--- START ---
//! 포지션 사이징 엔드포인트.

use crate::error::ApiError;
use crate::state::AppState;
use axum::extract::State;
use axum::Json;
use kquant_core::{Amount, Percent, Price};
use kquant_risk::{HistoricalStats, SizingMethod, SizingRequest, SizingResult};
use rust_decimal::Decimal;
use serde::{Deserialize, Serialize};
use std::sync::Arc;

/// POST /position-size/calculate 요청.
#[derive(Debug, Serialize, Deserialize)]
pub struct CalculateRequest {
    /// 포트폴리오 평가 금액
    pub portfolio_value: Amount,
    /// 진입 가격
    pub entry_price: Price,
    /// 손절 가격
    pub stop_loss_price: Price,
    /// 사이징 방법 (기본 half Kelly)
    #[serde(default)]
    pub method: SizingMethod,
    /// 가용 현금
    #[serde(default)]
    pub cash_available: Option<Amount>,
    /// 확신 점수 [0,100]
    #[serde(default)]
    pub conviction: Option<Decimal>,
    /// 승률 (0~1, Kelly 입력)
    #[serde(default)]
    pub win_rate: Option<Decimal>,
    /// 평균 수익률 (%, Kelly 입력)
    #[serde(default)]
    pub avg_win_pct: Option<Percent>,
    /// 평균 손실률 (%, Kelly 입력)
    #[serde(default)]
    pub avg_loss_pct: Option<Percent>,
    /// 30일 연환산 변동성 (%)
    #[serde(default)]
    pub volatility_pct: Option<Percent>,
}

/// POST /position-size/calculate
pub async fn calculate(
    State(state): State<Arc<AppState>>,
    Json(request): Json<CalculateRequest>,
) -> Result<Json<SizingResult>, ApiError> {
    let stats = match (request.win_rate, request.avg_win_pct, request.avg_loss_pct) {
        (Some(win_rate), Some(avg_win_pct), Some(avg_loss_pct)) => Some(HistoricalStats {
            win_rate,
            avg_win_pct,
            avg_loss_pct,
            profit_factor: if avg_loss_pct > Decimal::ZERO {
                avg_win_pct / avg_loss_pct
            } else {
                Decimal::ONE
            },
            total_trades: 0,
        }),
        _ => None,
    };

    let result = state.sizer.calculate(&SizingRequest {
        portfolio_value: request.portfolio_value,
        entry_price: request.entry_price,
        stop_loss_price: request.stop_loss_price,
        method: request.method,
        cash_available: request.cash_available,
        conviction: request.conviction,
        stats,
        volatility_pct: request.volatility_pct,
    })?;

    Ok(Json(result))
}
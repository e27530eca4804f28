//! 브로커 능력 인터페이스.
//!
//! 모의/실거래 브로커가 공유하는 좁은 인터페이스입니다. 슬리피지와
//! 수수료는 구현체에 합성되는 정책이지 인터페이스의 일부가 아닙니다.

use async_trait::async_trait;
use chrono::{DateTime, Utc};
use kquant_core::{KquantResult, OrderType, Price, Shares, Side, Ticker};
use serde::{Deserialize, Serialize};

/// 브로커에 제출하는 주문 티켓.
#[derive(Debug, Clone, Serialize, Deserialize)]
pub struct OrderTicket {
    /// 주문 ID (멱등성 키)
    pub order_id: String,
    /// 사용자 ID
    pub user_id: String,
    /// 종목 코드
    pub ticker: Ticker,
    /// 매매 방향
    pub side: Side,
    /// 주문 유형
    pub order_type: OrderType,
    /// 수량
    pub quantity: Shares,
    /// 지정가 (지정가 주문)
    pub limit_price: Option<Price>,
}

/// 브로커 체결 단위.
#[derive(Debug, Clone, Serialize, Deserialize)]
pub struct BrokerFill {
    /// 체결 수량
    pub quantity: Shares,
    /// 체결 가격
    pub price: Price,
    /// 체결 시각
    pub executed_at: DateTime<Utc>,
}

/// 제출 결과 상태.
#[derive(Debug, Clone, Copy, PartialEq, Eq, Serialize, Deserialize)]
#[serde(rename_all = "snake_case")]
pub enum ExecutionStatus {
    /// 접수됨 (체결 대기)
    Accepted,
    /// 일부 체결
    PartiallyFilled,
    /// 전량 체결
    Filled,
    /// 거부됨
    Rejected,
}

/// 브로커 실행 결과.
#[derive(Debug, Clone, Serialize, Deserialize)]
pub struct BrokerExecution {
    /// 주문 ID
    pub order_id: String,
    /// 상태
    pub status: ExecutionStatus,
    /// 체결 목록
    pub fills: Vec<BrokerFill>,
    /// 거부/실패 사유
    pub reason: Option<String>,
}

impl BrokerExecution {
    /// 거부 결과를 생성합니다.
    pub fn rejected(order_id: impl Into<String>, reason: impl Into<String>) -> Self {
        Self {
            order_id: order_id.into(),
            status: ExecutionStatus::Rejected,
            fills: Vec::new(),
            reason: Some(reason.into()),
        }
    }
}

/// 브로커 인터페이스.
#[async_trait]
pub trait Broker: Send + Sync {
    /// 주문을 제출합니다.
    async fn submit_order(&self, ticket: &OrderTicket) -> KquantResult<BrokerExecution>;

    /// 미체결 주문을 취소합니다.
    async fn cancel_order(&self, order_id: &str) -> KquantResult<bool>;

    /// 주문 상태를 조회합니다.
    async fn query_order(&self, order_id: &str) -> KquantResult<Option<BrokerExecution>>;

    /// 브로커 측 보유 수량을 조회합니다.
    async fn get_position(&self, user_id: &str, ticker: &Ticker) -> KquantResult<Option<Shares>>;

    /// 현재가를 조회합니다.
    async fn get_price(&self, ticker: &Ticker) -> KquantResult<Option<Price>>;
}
--- END ---
■ **Description of the task**: From the preceding records, count the lines where "Kelly" occurs and reply with the number only.

■ **Solution for this task**: 4